* _ABOUT THIS TASK_:
Work through the data below and copy out every line where "TeamsExport" is found.

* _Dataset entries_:
□ □ □ □ □ □ □

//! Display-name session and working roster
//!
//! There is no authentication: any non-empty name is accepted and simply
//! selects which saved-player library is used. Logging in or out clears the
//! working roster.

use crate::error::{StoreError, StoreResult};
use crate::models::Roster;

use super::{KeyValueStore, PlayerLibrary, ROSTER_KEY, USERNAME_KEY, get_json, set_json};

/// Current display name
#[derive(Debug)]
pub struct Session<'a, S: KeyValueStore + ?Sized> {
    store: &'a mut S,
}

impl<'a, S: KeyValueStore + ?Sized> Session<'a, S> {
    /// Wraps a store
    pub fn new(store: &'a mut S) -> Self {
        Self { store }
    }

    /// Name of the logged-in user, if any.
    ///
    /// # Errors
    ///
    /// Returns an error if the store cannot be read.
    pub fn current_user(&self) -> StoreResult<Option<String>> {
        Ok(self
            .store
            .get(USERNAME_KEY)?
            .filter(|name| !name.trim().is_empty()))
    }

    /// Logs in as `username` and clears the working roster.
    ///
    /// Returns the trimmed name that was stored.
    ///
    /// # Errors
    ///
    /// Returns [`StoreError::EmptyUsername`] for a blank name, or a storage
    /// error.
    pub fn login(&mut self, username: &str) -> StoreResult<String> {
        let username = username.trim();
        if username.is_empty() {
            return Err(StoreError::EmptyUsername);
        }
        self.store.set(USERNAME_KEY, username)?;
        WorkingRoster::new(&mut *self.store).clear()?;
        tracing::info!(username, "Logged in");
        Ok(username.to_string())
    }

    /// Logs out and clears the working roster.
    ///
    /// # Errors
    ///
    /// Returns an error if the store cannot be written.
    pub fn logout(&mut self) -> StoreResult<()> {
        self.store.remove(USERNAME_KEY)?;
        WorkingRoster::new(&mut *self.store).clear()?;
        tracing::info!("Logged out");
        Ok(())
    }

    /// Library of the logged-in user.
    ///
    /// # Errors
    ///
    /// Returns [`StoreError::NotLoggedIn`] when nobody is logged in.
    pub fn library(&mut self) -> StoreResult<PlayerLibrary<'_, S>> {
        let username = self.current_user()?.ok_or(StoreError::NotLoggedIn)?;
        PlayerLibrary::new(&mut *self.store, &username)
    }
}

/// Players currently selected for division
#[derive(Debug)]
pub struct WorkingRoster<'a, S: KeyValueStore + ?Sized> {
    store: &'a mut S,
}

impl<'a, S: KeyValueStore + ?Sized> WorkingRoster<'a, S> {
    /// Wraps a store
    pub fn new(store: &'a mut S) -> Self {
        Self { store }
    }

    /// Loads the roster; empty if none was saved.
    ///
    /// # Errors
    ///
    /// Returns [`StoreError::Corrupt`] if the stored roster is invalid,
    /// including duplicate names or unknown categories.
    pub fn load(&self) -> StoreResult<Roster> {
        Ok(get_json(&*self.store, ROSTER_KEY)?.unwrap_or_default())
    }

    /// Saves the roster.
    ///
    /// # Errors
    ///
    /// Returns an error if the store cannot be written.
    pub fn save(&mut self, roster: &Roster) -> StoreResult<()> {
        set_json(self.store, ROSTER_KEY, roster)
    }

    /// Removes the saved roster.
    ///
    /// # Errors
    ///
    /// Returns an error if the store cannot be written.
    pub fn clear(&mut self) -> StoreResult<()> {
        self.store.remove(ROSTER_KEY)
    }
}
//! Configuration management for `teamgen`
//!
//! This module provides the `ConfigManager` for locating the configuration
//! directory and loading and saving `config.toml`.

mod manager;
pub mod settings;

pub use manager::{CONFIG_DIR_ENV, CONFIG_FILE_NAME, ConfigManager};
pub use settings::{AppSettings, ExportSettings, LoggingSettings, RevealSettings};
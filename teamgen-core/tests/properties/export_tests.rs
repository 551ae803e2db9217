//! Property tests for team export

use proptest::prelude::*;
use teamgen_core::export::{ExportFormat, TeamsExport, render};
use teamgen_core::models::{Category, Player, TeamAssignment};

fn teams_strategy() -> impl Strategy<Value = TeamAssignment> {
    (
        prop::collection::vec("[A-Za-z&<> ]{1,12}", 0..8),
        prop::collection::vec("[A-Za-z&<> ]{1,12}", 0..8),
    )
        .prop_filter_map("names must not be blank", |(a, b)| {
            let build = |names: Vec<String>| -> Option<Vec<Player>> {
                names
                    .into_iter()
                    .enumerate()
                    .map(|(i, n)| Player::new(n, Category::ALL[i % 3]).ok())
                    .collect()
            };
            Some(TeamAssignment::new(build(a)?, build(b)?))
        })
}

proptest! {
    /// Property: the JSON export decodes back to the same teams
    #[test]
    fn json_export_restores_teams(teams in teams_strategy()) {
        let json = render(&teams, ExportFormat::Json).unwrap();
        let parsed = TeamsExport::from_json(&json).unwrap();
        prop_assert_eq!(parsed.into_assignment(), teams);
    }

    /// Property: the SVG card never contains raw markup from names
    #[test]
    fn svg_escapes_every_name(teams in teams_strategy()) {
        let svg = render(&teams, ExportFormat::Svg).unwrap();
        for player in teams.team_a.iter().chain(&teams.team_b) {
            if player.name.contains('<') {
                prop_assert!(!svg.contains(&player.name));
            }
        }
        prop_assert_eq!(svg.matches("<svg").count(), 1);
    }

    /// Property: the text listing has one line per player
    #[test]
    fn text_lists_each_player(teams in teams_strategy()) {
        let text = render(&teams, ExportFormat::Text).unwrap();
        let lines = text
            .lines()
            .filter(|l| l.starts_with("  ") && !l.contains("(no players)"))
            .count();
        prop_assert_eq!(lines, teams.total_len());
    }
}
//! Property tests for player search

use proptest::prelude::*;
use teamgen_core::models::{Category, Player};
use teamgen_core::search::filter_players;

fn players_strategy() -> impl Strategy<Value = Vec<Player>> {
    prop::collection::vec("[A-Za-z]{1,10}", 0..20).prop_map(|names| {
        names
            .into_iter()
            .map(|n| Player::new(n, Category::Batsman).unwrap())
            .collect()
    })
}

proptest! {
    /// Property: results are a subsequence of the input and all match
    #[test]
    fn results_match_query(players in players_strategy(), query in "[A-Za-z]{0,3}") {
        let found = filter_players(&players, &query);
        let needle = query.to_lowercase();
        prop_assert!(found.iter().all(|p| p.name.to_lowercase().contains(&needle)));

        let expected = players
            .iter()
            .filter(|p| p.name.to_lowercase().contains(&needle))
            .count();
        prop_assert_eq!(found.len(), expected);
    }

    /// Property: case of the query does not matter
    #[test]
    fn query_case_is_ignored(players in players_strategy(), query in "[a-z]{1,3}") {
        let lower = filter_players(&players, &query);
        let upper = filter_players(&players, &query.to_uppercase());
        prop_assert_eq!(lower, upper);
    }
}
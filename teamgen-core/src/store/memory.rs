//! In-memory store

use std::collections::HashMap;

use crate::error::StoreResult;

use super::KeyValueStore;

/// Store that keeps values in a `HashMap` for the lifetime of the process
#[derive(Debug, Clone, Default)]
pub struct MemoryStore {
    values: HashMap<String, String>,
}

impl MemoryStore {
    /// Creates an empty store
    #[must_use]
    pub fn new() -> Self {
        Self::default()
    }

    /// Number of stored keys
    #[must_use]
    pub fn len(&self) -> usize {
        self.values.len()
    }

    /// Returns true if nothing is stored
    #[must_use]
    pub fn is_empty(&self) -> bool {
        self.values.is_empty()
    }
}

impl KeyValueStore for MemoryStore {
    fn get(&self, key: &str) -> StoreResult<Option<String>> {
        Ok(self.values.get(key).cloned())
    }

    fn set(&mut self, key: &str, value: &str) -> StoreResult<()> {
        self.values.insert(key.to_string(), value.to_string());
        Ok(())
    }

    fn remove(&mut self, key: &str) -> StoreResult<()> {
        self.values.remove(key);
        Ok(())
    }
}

□ □ □ □ □ □ □

* _EXPECTED ANSWER_:
use teamgen_core::export::{ExportFormat, TeamsExport, render};
        let parsed = TeamsExport::from_json(&json).unwrap();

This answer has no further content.